In Chitty Chitty Bang Bang, his 1964 children's story that Mr. Lycett treats perfunctorily, Mr. Fleming created a magic car that could fly, swin and catch bad guys. Not unlike Bond, although the car, of course, had no license plate to kill. And in the end, in what's supposed to be an expression of free-spiritedness but now seems more like wistful impotence, the magic car flies away, out of control, no one knows where.

copyright, The Dallas Morning News

Addendum: I must add that the new Casino Royale is easily the best Bond film in years, perhaps, yes, the best ever. Rather than trying, once again, to find a guy who looks great in a tuxedo and then have him pretend to be a killer, they found a fine actor -- Daniel Craig, the British Steve McQueen -- who can make us believe he's a cold-blooded killer but who, as one character puts it, wears his expensively-cut suits with disdain. It's what Timothy Dalton tried to do when he was Bond -- a seriously underrated Bond, I believe -- but his 007 vehicles turned out be underpowered.

And then, perhaps, the smartest thing the Casino Royale creators do is that they give this Bond a heart. Which means there's something at stake beyond the usual global domination/nuclear warhead/terrorist plot.

It's still a formula; but this Casino Royale shows why the formula once worked.

November 18, 2006 3:29 PM | | Comments (3)



I agree that Casino Royale is a terrific movie.

Craig's Bond was non-aristocratic, self-aware, full of hubris and simmering with violence. His portrayal was more true to the original novel than any other characterization. I read the novels when I was a young teen and remember being frightened and thrilled (part of the thrill came from knowing I'd catch it if my mother found me reading the books).

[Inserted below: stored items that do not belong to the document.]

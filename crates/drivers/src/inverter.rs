//! Omnik inverter driver family
//!
//! Fields decoded from the inverter's own messages: identification strings,
//! per-string PV readings, per-phase grid readings, energy counters and
//! fault values. Secondary PV strings and phases S/T are hidden by default
//! since most installations are single-string, single-phase.

use omnik_sens_types::units::{
    UNIT_AMPERE, UNIT_CELSIUS, UNIT_DEGREES, UNIT_EMPTY, UNIT_HERTZ, UNIT_HOUR, UNIT_KILOWATT,
    UNIT_KILOWATT_HOURS, UNIT_VOLT,
};
use omnik_sens_types::{
    DeviceClass, DriverFamily, EntityCategory, FieldCatalogue, FieldDescriptor, MessageId,
    StateClass,
};
use once_cell::sync::Lazy;

pub const MESSAGE_10_80: MessageId = MessageId::new(0x10, 0x80);
pub const MESSAGE_10_81: MessageId = MessageId::new(0x10, 0x81);
pub const MESSAGE_10_84: MessageId = MessageId::new(0x10, 0x84);
pub const MESSAGE_11_83: MessageId = MessageId::new(0x11, 0x83);
pub const MESSAGE_11_90: MessageId = MessageId::new(0x11, 0x90);
pub const MESSAGE_11_C3: MessageId = MessageId::new(0x11, 0xC3);
pub const MESSAGE_12_C0: MessageId = MessageId::new(0x12, 0xC0);
pub const MESSAGE_12_C1: MessageId = MessageId::new(0x12, 0xC1);

fn diagnostic(key: &str, message: MessageId, name: &str) -> FieldDescriptor {
    FieldDescriptor::text(key, message, name, EntityCategory::Diagnostic)
}

fn measurement(
    key: &str,
    name: &str,
    unit: &str,
    device_class: DeviceClass,
    accuracy_decimals: u8,
) -> FieldDescriptor {
    FieldDescriptor::numeric(
        key,
        MESSAGE_11_90,
        name,
        unit,
        device_class,
        StateClass::Measurement,
        accuracy_decimals,
    )
}

/// Fields of the inverter family, in message order
pub static INVERTER_CATALOGUE: Lazy<FieldCatalogue> = Lazy::new(|| {
    use DeviceClass::{Current, Empty, Energy, Frequency, Power, Temperature, Voltage};

    FieldCatalogue::new(
        DriverFamily::Inverter,
        vec![
            diagnostic("serial_device_number", MESSAGE_10_80, "Inverter Serial device number"),
            diagnostic("status_10_81", MESSAGE_10_81, "Inverter Status 0x10/0x81"),
            diagnostic("status_10_84", MESSAGE_10_84, "Inverter Status 0x10/0x84"),
            diagnostic("nr_of_phases", MESSAGE_11_83, "Inverter Number of phases"),
            diagnostic("rated_power", MESSAGE_11_83, "Inverter Rated power"),
            diagnostic("country", MESSAGE_11_83, "Inverter Country"),
            diagnostic("firmware_version_main", MESSAGE_11_83, "Inverter Firmware version (main)"),
            diagnostic(
                "firmware_version_slave",
                MESSAGE_11_83,
                "Inverter Firmware version (slave)",
            ),
            diagnostic("inverter_model", MESSAGE_11_83, "Inverter Model"),
            diagnostic("brand", MESSAGE_11_83, "Inverter Brand"),
            diagnostic(
                "message_11_83_bytes_60_77",
                MESSAGE_11_83,
                "Inverter Message 0x11/0x83 bytes 60-77",
            ),
            measurement("temperature", "Inverter Temperature", UNIT_CELSIUS, Temperature, 1),
            measurement("pv1_voltage", "Inverter PV1 voltage", UNIT_VOLT, Voltage, 1),
            measurement("pv2_voltage", "Inverter PV2 voltage", UNIT_VOLT, Voltage, 1).internal(),
            measurement("pv3_voltage", "Inverter PV3 voltage", UNIT_VOLT, Voltage, 1).internal(),
            measurement("pv1_current", "Inverter PV1 current", UNIT_AMPERE, Current, 1),
            measurement("pv2_current", "Inverter PV2 current", UNIT_AMPERE, Current, 1).internal(),
            measurement("pv3_current", "Inverter PV3 current", UNIT_AMPERE, Current, 1).internal(),
            measurement("r_current", "Inverter R current", UNIT_AMPERE, Current, 1),
            measurement("s_current", "Inverter S current", UNIT_AMPERE, Current, 1).internal(),
            measurement("t_current", "Inverter T current", UNIT_AMPERE, Current, 1).internal(),
            measurement("r_voltage", "Inverter R voltage", UNIT_VOLT, Voltage, 1),
            measurement("s_voltage", "Inverter S voltage", UNIT_VOLT, Voltage, 1).internal(),
            measurement("t_voltage", "Inverter T voltage", UNIT_VOLT, Voltage, 1).internal(),
            measurement("r_frequency", "Inverter R frequency", UNIT_HERTZ, Frequency, 2),
            measurement("r_power", "Inverter R power", UNIT_KILOWATT, Power, 3),
            measurement("s_frequency", "Inverter S frequency", UNIT_HERTZ, Frequency, 2).internal(),
            measurement("s_power", "Inverter S power", UNIT_KILOWATT, Power, 3).internal(),
            measurement("t_frequency", "Inverter T frequency", UNIT_HERTZ, Frequency, 2).internal(),
            measurement("t_power", "Inverter T power", UNIT_KILOWATT, Power, 3).internal(),
            FieldDescriptor::numeric(
                "energy_today",
                MESSAGE_11_90,
                "Inverter Energy today",
                UNIT_KILOWATT_HOURS,
                Energy,
                StateClass::TotalIncreasing,
                2,
            ),
            FieldDescriptor::numeric(
                "energy_total",
                MESSAGE_11_90,
                "Inverter Energy total",
                UNIT_KILOWATT_HOURS,
                Energy,
                StateClass::Total,
                1,
            ),
            FieldDescriptor::numeric(
                "hours_total",
                MESSAGE_11_90,
                "Inverter Hours total",
                UNIT_HOUR,
                Empty,
                StateClass::Total,
                0,
            ),
            diagnostic("run_state", MESSAGE_11_90, "Inverter Run state"),
            measurement(
                "grid_voltage_fault_value",
                "Inverter Grid voltage fault",
                UNIT_VOLT,
                Voltage,
                1,
            ),
            // "frequence" is the name existing installations already use
            measurement(
                "grid_frequency_fault_value",
                "Inverter Grid frequence fault",
                UNIT_HERTZ,
                Frequency,
                2,
            ),
            measurement(
                "grid_impedance_fault_value",
                "Inverter Grid impedance fault",
                UNIT_DEGREES,
                Empty,
                3,
            ),
            measurement(
                "temperature_fault",
                "Inverter Temperature fault",
                UNIT_CELSIUS,
                Temperature,
                1,
            ),
            measurement("pv_voltage_fault", "Inverter PV voltage fault", UNIT_VOLT, Voltage, 1),
            measurement(
                "gfci_current_fault",
                "Inverter GFCI current fault",
                UNIT_AMPERE,
                Current,
                3,
            ),
            diagnostic("error_message_binary_index", MESSAGE_11_90, "Inverter Error index"),
            FieldDescriptor::numeric(
                "nr_of_alarms",
                MESSAGE_11_C3,
                "Inverter Number of alarms",
                UNIT_EMPTY,
                Empty,
                StateClass::Measurement,
                0,
            )
            .category(EntityCategory::Diagnostic),
            diagnostic("status_12_c0", MESSAGE_12_C0, "Inverter Status 0x12/0xC0"),
            diagnostic("status_12_c1", MESSAGE_12_C1, "Inverter Status 0x12/0xC1"),
        ],
    )
});

omnik_driver! {
    /// Binding target for an Omnik inverter on a UART bus
    pub struct OmnikInverter {
        family: DriverFamily::Inverter,
        catalogue: INVERTER_CATALOGUE,
        slots: {
            text serial_device_number => set_serial_device_number_text_sensor,
            text status_10_81 => set_status_10_81_text_sensor,
            text status_10_84 => set_status_10_84_text_sensor,
            text nr_of_phases => set_nr_of_phases_text_sensor,
            text rated_power => set_rated_power_text_sensor,
            text country => set_country_text_sensor,
            text firmware_version_main => set_firmware_version_main_text_sensor,
            text firmware_version_slave => set_firmware_version_slave_text_sensor,
            text inverter_model => set_inverter_model_text_sensor,
            text brand => set_brand_text_sensor,
            text message_11_83_bytes_60_77 => set_message_11_83_bytes_60_77_text_sensor,
            numeric temperature => set_temperature_sensor,
            numeric pv1_voltage => set_pv1_voltage_sensor,
            numeric pv2_voltage => set_pv2_voltage_sensor,
            numeric pv3_voltage => set_pv3_voltage_sensor,
            numeric pv1_current => set_pv1_current_sensor,
            numeric pv2_current => set_pv2_current_sensor,
            numeric pv3_current => set_pv3_current_sensor,
            numeric r_current => set_r_current_sensor,
            numeric s_current => set_s_current_sensor,
            numeric t_current => set_t_current_sensor,
            numeric r_voltage => set_r_voltage_sensor,
            numeric s_voltage => set_s_voltage_sensor,
            numeric t_voltage => set_t_voltage_sensor,
            numeric r_frequency => set_r_frequency_sensor,
            numeric r_power => set_r_power_sensor,
            numeric s_frequency => set_s_frequency_sensor,
            numeric s_power => set_s_power_sensor,
            numeric t_frequency => set_t_frequency_sensor,
            numeric t_power => set_t_power_sensor,
            numeric energy_today => set_energy_today_sensor,
            numeric energy_total => set_energy_total_sensor,
            numeric hours_total => set_hours_total_sensor,
            text run_state => set_run_state_text_sensor,
            numeric grid_voltage_fault_value => set_grid_voltage_fault_value_sensor,
            numeric grid_frequency_fault_value => set_grid_frequency_fault_value_sensor,
            numeric grid_impedance_fault_value => set_grid_impedance_fault_value_sensor,
            numeric temperature_fault => set_temperature_fault_sensor,
            numeric pv_voltage_fault => set_pv_voltage_fault_sensor,
            numeric gfci_current_fault => set_gfci_current_fault_sensor,
            text error_message_binary_index => set_error_message_binary_index_text_sensor,
            numeric nr_of_alarms => set_nr_of_alarms_sensor,
            text status_12_c0 => set_status_12_c0_text_sensor,
            text status_12_c1 => set_status_12_c1_text_sensor,
        }
    }
}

You're welcome. As I tried to indicate in that review, I have aesthetic and political objections to many of the Bond films -- just about anything with Roger Moore in it -- but as a piece of pop entertainment, Casino Royale is pretty smartly done. If you are obsessed with spy novels, I assume you've read and seen The Ipcress File. The 1965 Michael Caine film was hailed as the "anti-Bond" when it came out, and it holds up very well. It's one of my 16-year-old daughter's favorite films.

Thanks for this--I'm excited for the movie. Watching James Bond films on t.v. on Sunday nights marked the origin of my spy novel obsession. It's exciting to think that there's a fun new one.